I'm running Docker Desktop on Windows and am having a problem with containers becoming unresponsive on startup errors. This doesn't happen 'every' time, but by far most of the time. Consequently, I have to be very careful to start my containers 1 at a time, and if I see one error, I have to "Restart Docker Desktop" and start the starting again.
I'm using docker-compose and as a specific example, this morning I started elasticsearch, zookeeper, then kafka. Kafka threw an exception regarding the zookeeper state and shuts down - but now the kafka container is unresponsive in docker. I can't stop it (it's already stopped?) but it shows as running. I can't CLI into it, I can't restart it. The only way forwards is to restart docker using the debug menu. (If I have the restart:always flag on, then the containers will actually restart automatically, but given they're throwing errors, it will just spin around in circles starting then dying without my being able to stop/kill/remove the offending container) Once I've restarted docker, I'll be able to view the log of the container and see the error that was thrown...
This happens with pretty much all of my containers, however it does appear that if I start the container whilst viewing the log window within Docker Desktop, it is perhaps 'more likely' that I'll be able to start the container again if it has an error.

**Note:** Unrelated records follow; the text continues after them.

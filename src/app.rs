//! Application state and core logic

use crate::api::ApiClient;
use crate::config::AppConfig;
use crate::credentials::{CredentialStore, FileCredentialStore};
use crate::session::Session;
use crate::state::{AppState, FormKind, FormState, View};
use crate::submission::{Navigator, SubmissionController, SubmitFailure, SubmitOutcome};
use anyhow::Result;
use crossterm::event::{KeyCode, KeyEvent, KeyModifiers};
use std::sync::Arc;

/// Main application struct
pub struct App {
    /// Current application state
    pub state: AppState,
    /// Authentication session
    pub session: Session,
    /// Form of the current view; empty on views without one
    pub form: FormState,
    form_kind: Option<FormKind>,
    controller: SubmissionController,
    /// A submit was requested and will run after the next draw
    pending_submit: bool,
    /// Whether the app should quit
    quit: bool,
}

impl App {
    /// Create a new App instance
    pub fn new(config: &AppConfig) -> Result<Self> {
        let api = ApiClient::new(config.api_base_url()?)?;
        tracing::info!("using API at {}", api.base_url());

        let store = match &config.storage_path {
            Some(path) => FileCredentialStore::new(path.clone()),
            None => FileCredentialStore::from_default_location(),
        };
        tracing::debug!("credential store at {}", store.path().display());
        let credentials: Arc<dyn CredentialStore> = Arc::new(store);
        let session = Session::start(credentials.as_ref());
        if !session.has_stored_token() {
            tracing::warn!("no stored token, requests will be sent without authorization");
        }

        Ok(Self::with_controller(
            SubmissionController::new(Arc::new(api), credentials),
            session,
        ))
    }

    pub(crate) fn with_controller(controller: SubmissionController, session: Session) -> Self {
        let mut app = Self {
            state: AppState::default(),
            session,
            form: FormState::default(),
            form_kind: None,
            controller,
            pending_submit: false,
            quit: false,
        };
        app.sync_form();
        app
    }

    /// Check if app should quit
    pub fn should_quit(&self) -> bool {
        self.quit
    }

    pub fn form_kind(&self) -> Option<FormKind> {
        self.form_kind
    }

    /// Controls are disabled from the moment a submit is requested until
    /// its response has been handled
    pub fn is_busy(&self) -> bool {
        self.pending_submit || self.form.is_submitting()
    }

    pub fn has_pending_submit(&self) -> bool {
        self.pending_submit
    }

    /// Make `form` match the current view. A form is created fresh when its
    /// view is entered and dropped when the view is left. Home needs a
    /// session and falls back to Login without one.
    fn sync_form(&mut self) {
        if self.state.current_view == View::Home && !self.session.is_authenticated() {
            self.state.navigate_to(View::Login);
        }
        let kind = FormKind::for_view(self.state.current_view);
        if kind != self.form_kind {
            self.form = kind.map(|k| k.new_form()).unwrap_or_default();
            self.form_kind = kind;
        }
    }

    /// Navigate to a new view
    pub fn navigate(&mut self, view: View) {
        self.state.navigate(view);
        self.sync_form();
    }

    /// Go back to previous view, quitting when there is none
    pub fn go_back(&mut self) {
        if self.state.go_back() {
            self.sync_form();
        } else {
            self.quit = true;
        }
    }

    /// Handle a key event
    pub fn handle_key(&mut self, key: KeyEvent) {
        // Handle error dialog dismissal first (modal)
        if self.state.has_errors() {
            if matches!(key.code, KeyCode::Enter | KeyCode::Esc) {
                self.state.dismiss_error();
            }
            return;
        }

        if self.state.current_view.is_form_view() {
            self.handle_form_key(key);
        } else {
            self.handle_home_key(key);
        }
    }

    /// Handle bracketed paste into the focused field
    pub fn handle_paste(&mut self, text: &str) {
        if self.state.has_errors() || !self.state.current_view.is_form_view() || self.is_busy() {
            return;
        }
        match self.form.paste(text) {
            Ok(()) => self.revalidate(),
            Err(err) => tracing::warn!("paste ignored: {err}"),
        }
    }

    /// Re-run the schema so errors follow the values being edited. Only
    /// touched fields show theirs.
    fn revalidate(&mut self) {
        if let Some(kind) = self.form_kind {
            let errors = kind.schema().validate(&self.form);
            self.form.set_errors(errors);
        }
    }

    /// Handle keys in form views
    fn handle_form_key(&mut self, key: KeyEvent) {
        // Every control is disabled while a submission is in flight
        if self.is_busy() {
            return;
        }

        // Clear any status messages on key press
        self.state.status_message = None;

        match key.code {
            KeyCode::Esc => self.go_back(),
            KeyCode::Enter => self.pending_submit = true,
            KeyCode::Char('s') if key.modifiers.contains(KeyModifiers::CONTROL) => {
                self.pending_submit = true;
            }
            KeyCode::Char('n')
                if key.modifiers.contains(KeyModifiers::CONTROL)
                    && self.state.current_view == View::Login =>
            {
                self.navigate(FormKind::Address.view());
            }
            KeyCode::Tab | KeyCode::Down => {
                self.form.next_field();
                self.revalidate();
            }
            KeyCode::BackTab | KeyCode::Up => {
                self.form.prev_field();
                self.revalidate();
            }
            KeyCode::Char(c) if !key.modifiers.contains(KeyModifiers::CONTROL) => {
                self.form.input_char(c);
                self.revalidate();
            }
            KeyCode::Backspace => {
                self.form.backspace();
                self.revalidate();
            }
            _ => {}
        }
    }

    /// Handle keys in Home view
    fn handle_home_key(&mut self, key: KeyEvent) {
        match key.code {
            KeyCode::Char('l') => {
                self.session.logout();
                self.state.navigate_to(View::Login);
                self.sync_form();
                self.state.status_message = Some("Sessão encerrada".to_string());
            }
            KeyCode::Char('q') | KeyCode::Esc => self.quit = true,
            _ => {}
        }
    }

    /// Run the submit requested by the last key press, if any
    pub async fn run_pending_submit(&mut self) -> Option<SubmitOutcome> {
        if !std::mem::take(&mut self.pending_submit) {
            return None;
        }
        let kind = self.form_kind?;
        let schema = kind.schema();

        let outcome = match kind.endpoint() {
            Some(endpoint) => {
                self.controller
                    .submit(
                        &mut self.form,
                        &schema,
                        endpoint,
                        &mut self.state,
                        kind.success_view(),
                    )
                    .await
            }
            None => self.login(kind),
        };

        self.report(kind, &outcome);
        self.sync_form();
        Some(outcome)
    }

    /// Hand a validated login form to the session
    fn login(&mut self, kind: FormKind) -> SubmitOutcome {
        if let Err(outcome) = self
            .controller
            .validate_for_submit(&mut self.form, &kind.schema())
        {
            return outcome;
        }
        let email = self.form.value("email").unwrap_or_default().trim().to_string();
        self.session.login(&email);
        self.state.navigate_to(kind.success_view());
        SubmitOutcome::Success
    }

    /// Surface the outcome of a submit to the user
    fn report(&mut self, kind: FormKind, outcome: &SubmitOutcome) {
        match outcome {
            SubmitOutcome::Success => {
                if kind == FormKind::Address {
                    self.state.status_message = Some("Cadastro realizado".to_string());
                }
            }
            SubmitOutcome::Invalid { message, .. } => {
                self.state.status_message = Some(message.clone());
            }
            SubmitOutcome::AlreadySubmitting => {}
            SubmitOutcome::Failure(SubmitFailure::Status(status)) => {
                self.state
                    .push_error(format!("Erro ao cadastrar: o servidor respondeu {status}"));
            }
            SubmitOutcome::Failure(SubmitFailure::Transport(err)) => {
                self.state.push_error(format!("Erro na chamada da API: {err}"));
            }
        }
    }
}
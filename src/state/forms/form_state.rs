//! Form state management
//!
//! A `FormState` owns the ordered fields of one screen, the errors produced by
//! the last validation pass and the submission lock. While the lock is held
//! every control is treated as disabled: edits, focus moves and touches are
//! rejected.

use super::field::FormField;
use std::collections::BTreeMap;
use std::sync::atomic::{AtomicBool, Ordering};
use std::sync::Arc;
use thiserror::Error;

/// Field name to error message, as produced by a validation pass
pub type FieldErrors = BTreeMap<String, String>;

/// Errors returned when mutating a form
#[derive(Debug, Clone, PartialEq, Eq, Error)]
pub enum FormError {
    #[error("unknown field: {0}")]
    UnknownField(String),
    #[error("form is locked while a submission is in progress")]
    Locked,
}

/// Handle on a form's submission lock.
///
/// Every handle taken from the same form sees the same flag, so the lock
/// stays observable while the form is borrowed by an in-flight request.
#[derive(Debug, Clone, Default)]
pub struct SubmissionFlag(Arc<AtomicBool>);

impl SubmissionFlag {
    pub fn is_set(&self) -> bool {
        self.0.load(Ordering::Acquire)
    }

    fn set(&self) {
        self.0.store(true, Ordering::Release);
    }

    /// Release the lock. Calling it while released is a no-op.
    pub fn end_submission(&self) {
        self.0.store(false, Ordering::Release);
    }
}

/// Live state of one form instance
#[derive(Debug, Default)]
pub struct FormState {
    fields: Vec<FormField>,
    errors: FieldErrors,
    submission_in_progress: SubmissionFlag,
    active_field_index: usize,
}

impl FormState {
    /// Create a form from its declared fields. Values start empty.
    pub fn new(fields: Vec<FormField>) -> Self {
        Self {
            fields,
            ..Default::default()
        }
    }

    pub fn fields(&self) -> &[FormField] {
        &self.fields
    }

    pub fn field(&self, name: &str) -> Option<&FormField> {
        self.fields.iter().find(|f| f.name == name)
    }

    fn field_mut(&mut self, name: &str) -> Result<&mut FormField, FormError> {
        self.fields
            .iter_mut()
            .find(|f| f.name == name)
            .ok_or_else(|| FormError::UnknownField(name.to_string()))
    }

    fn ensure_unlocked(&self) -> Result<(), FormError> {
        if self.is_submitting() {
            Err(FormError::Locked)
        } else {
            Ok(())
        }
    }

    /// Current value of a declared field
    pub fn value(&self, name: &str) -> Option<&str> {
        self.field(name).map(FormField::as_text)
    }

    /// All `(name, value)` pairs in declared order
    pub fn values(&self) -> impl Iterator<Item = (&str, &str)> {
        self.fields
            .iter()
            .map(|f| (f.name.as_str(), f.as_text()))
    }

    /// Replace the value of a declared field
    pub fn set_field(&mut self, name: &str, value: impl Into<String>) -> Result<(), FormError> {
        self.ensure_unlocked()?;
        self.field_mut(name)?.set_value(value.into());
        Ok(())
    }

    /// Mark a field as having lost focus at least once
    pub fn set_field_touched(&mut self, name: &str) -> Result<(), FormError> {
        self.ensure_unlocked()?;
        self.field_mut(name)?.mark_touched();
        Ok(())
    }

    /// Mark every field touched, as happens on a submit attempt
    pub fn touch_all(&mut self) {
        for field in &mut self.fields {
            field.mark_touched();
        }
    }

    pub fn is_submitting(&self) -> bool {
        self.submission_in_progress.is_set()
    }

    pub fn submission_flag(&self) -> SubmissionFlag {
        self.submission_in_progress.clone()
    }

    /// Take the submission lock and return the handle that releases it.
    /// Calling it again while held is a no-op.
    pub fn begin_submission(&mut self) -> SubmissionFlag {
        self.submission_in_progress.set();
        self.submission_flag()
    }

    /// Replace the error map with the result of a validation pass
    pub fn set_errors(&mut self, errors: FieldErrors) {
        self.errors = errors;
    }

    pub fn errors(&self) -> &FieldErrors {
        &self.errors
    }

    /// Raw error for a field, regardless of whether it has been touched
    pub fn error(&self, name: &str) -> Option<&str> {
        self.errors.get(name).map(String::as_str)
    }

    /// Error to display next to a field: only for touched fields with a
    /// non-empty message
    pub fn visible_error(&self, name: &str) -> Option<&str> {
        let touched = self.field(name).is_some_and(|f| f.touched);
        self.error(name).filter(|msg| touched && !msg.is_empty())
    }

    pub fn active_field(&self) -> usize {
        self.active_field_index
    }

    pub fn active_field_name(&self) -> Option<&str> {
        self.fields
            .get(self.active_field_index)
            .map(|f| f.name.as_str())
    }

    /// Move focus forward, blurring the current field
    pub fn next_field(&mut self) {
        let count = self.fields.len();
        if count == 0 || self.is_submitting() {
            return;
        }
        self.blur_active();
        self.active_field_index = (self.active_field_index + 1) % count;
    }

    /// Move focus backward, blurring the current field
    pub fn prev_field(&mut self) {
        let count = self.fields.len();
        if count == 0 || self.is_submitting() {
            return;
        }
        self.blur_active();
        self.active_field_index = if self.active_field_index == 0 {
            count - 1
        } else {
            self.active_field_index - 1
        };
    }

    fn blur_active(&mut self) {
        if let Some(name) = self.active_field_name().map(str::to_string) {
            // Focus moves are refused while locked, so this cannot fail
            let _ = self.set_field_touched(&name);
        }
    }

    /// Type a character into the focused field
    pub fn input_char(&mut self, c: char) {
        if self.is_submitting() {
            return;
        }
        if let Some(field) = self.fields.get_mut(self.active_field_index) {
            field.push_char(c);
        }
    }

    /// Delete the last character of the focused field
    pub fn backspace(&mut self) {
        if self.is_submitting() {
            return;
        }
        if let Some(field) = self.fields.get_mut(self.active_field_index) {
            field.pop_char();
        }
    }

    /// Append pasted text to the focused field. Control characters such as
    /// line breaks are dropped.
    pub fn paste(&mut self, text: &str) -> Result<(), FormError> {
        let Some(field) = self.fields.get(self.active_field_index) else {
            return Ok(());
        };
        let name = field.name.clone();
        let mut value = field.as_text().to_string();
        value.extend(text.chars().filter(|c| !c.is_control()));
        self.set_field(&name, value)
    }
}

I've tried several different containers and this seems to be a pretty common issue for us, it doesn't appear to relate to any specific settings that I'm passing into the containers, however an extract from our docker-compose file is below:
volumes:
zData:
kData:
eData:
zookeeper:
container_name: zookeeper
image: bitnami/zookeeper:latest
environment:
ALLOW_ANONYMOUS_LOGIN: "yes" #Dev only
ZOOKEEPER_ROOT_LOGGER: WARN, CONSOLE
ZOOKEEPER_CONSOLE_THRESHOLD: WARN
ports:
- "2181:2181"
volumes:
- zData:/bitnami/zookeeper:rw
logging:
driver: "fluentd"
options:
fluentd-address: localhost:24224
tag: zookeeper
fluentd-async-connect: "true"
kafka:
container_name: kafka
image: bitnami/kafka:latest
depends_on:
- zookeeper
environment:
ALLOW_PLAINTEXT_LISTENER: "yes" # Debug only
KAFKA_ADVERTISED_PORT: 9092
KAFKA_ADVERTISED_HOST_NAME: kafka
KAFKA_CREATE_TOPICS: xx1_event:1:1,xx2_event:1:1,xx3_event:1:1,xx4_event:1:1
KAFKA_JMX_OPTS: -Dcom.sun.management.jmxremote=true -Dcom.sun.management.jmxremote.local.only=false -Dcom.sun.management.jmxremote.authenticate=false -Dcom.sun.management.jmxremote.ssl=false -Djava.rmi.server.hostname=${DOCKER_HOSTNAME} -Dcom.sun.management.jmxremote.rmi.port=9096 -Djava.net.preferIPv4Stack=true
JMX_PORT: 9096
KAFKA_ZOOKEEPER_CONNECT: zookeeper:2181
hostname: kakfa
ports:
- 9092:9092
- 9096:9096
volumes:
- kData:/bitnami/kafka:rw
logging:
driver: "fluentd"
options:
fluentd-address: localhost:24224
tag: zookeeper
fluentd-async-connect: "true"
elasticsearch:
image: bitnami/elasticsearch:latest
container_name: elasticsearch
cpu_shares: 2048
environment:
ELASTICSEARCH_HEAP_SIZE: "2048m"
xpack.monitoring.enabled: "false"
ports:
- 9200:9200
- 9300:9300
volumes:
- C:/config/elasticsearch.yml:/opt/bitnami/elasticsearch/config/my_elasticsearch.yml:rw
- eData:/bitnami/elasticsearch/data:rw
I've wondered about the potential for this to be a resourcing issue, however I'm running this on an a reasonably spec'd laptop (i7 laptop, SSD, 16GB RAM) using WSL2 (also happens when using Hyper-V) and RAM limits don't look like they're being approached. And when there are no errors on startup, the system runs fine and uses far more resources.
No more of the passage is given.